- Opening Delimiter -

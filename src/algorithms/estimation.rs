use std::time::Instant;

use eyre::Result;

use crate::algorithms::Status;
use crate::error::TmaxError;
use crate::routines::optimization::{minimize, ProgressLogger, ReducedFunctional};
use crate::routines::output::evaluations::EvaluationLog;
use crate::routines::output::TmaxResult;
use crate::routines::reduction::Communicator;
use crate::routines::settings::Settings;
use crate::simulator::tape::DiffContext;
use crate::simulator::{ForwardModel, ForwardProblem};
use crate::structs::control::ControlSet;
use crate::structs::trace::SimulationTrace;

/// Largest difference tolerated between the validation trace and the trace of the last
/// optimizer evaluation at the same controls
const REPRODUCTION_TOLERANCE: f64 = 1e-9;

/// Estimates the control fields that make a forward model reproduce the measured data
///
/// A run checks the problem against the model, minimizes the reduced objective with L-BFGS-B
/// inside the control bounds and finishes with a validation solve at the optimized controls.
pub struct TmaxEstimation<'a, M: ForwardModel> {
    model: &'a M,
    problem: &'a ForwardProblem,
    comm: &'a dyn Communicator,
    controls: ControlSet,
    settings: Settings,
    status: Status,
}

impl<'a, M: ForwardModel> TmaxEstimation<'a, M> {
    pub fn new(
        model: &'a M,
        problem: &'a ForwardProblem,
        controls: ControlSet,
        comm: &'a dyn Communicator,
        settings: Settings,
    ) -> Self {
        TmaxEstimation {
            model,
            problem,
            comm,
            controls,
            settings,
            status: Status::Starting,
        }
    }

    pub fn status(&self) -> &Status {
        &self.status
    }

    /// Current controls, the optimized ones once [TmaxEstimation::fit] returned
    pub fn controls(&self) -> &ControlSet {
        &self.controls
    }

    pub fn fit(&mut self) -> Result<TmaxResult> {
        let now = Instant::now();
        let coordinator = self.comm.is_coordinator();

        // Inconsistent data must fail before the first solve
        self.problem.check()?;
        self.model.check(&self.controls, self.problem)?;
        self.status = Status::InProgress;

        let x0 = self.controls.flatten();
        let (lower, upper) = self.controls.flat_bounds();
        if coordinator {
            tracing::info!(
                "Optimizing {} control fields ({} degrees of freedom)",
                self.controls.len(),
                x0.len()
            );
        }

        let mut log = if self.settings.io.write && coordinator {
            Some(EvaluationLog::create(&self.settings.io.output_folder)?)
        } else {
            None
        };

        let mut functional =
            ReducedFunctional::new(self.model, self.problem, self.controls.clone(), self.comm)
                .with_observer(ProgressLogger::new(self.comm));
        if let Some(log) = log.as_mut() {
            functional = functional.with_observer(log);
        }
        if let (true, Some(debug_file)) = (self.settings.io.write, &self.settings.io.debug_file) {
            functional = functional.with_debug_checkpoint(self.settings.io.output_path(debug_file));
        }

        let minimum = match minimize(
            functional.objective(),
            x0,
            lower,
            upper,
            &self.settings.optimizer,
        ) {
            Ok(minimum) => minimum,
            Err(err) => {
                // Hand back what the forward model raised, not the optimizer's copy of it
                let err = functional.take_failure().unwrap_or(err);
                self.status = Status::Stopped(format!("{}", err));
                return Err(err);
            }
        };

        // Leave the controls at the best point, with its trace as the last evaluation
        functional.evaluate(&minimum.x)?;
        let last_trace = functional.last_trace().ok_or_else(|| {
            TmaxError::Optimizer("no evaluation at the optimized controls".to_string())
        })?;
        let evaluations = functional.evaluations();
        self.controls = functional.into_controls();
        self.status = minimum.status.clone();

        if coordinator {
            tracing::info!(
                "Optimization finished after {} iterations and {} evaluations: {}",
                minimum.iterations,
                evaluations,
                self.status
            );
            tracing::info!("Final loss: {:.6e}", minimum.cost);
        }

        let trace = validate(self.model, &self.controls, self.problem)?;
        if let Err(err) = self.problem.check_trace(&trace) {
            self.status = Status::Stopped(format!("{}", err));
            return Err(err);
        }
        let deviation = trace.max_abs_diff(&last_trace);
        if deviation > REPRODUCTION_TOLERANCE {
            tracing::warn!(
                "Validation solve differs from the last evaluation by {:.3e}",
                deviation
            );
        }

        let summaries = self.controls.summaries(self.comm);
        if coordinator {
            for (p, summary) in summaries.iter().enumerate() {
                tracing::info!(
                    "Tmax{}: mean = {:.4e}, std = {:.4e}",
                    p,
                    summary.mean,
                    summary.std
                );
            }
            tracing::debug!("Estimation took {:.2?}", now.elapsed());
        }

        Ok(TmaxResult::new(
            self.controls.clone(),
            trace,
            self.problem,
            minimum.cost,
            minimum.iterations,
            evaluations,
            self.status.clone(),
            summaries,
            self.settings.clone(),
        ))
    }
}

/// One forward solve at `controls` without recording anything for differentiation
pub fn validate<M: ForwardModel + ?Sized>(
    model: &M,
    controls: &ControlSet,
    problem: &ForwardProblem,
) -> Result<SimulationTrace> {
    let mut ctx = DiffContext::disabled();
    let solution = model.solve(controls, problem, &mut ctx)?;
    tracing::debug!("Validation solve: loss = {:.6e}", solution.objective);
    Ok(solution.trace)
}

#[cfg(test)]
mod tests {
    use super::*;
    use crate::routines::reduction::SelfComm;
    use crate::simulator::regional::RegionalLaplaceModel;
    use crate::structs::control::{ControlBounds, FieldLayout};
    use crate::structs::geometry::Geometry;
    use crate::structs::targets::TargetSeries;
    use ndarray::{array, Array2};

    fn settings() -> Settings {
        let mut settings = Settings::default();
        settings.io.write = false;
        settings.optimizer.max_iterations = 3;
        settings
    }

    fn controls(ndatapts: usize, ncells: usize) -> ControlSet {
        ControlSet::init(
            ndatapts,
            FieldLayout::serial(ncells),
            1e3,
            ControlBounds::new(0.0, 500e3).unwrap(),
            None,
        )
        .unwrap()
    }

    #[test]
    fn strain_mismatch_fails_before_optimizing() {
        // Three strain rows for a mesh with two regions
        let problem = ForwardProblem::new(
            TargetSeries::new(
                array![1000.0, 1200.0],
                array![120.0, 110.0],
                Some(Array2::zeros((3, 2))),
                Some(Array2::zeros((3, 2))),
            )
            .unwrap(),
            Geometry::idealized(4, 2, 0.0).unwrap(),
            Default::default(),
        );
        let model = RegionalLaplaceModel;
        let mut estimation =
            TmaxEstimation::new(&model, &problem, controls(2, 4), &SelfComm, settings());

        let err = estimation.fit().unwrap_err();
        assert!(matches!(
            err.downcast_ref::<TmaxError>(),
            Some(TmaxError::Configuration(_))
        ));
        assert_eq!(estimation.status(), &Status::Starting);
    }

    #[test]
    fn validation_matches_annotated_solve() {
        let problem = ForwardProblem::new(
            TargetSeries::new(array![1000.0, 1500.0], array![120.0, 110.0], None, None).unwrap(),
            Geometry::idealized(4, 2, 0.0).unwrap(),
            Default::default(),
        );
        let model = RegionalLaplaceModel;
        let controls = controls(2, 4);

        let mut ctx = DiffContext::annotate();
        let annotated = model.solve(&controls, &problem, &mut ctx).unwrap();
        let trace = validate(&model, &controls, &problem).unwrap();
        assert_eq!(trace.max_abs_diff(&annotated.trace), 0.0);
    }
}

- Closing Delimiter -

__REQUIRED ACTION__
Some lines above contain the word "loss". Copy each of them.

__ANSWER TO THIS PROBLEM__
            tracing::info!("Final loss: {:.6e}", minimum.cost);
    tracing::debug!("Validation solve: loss = {:.6e}", solution.objective);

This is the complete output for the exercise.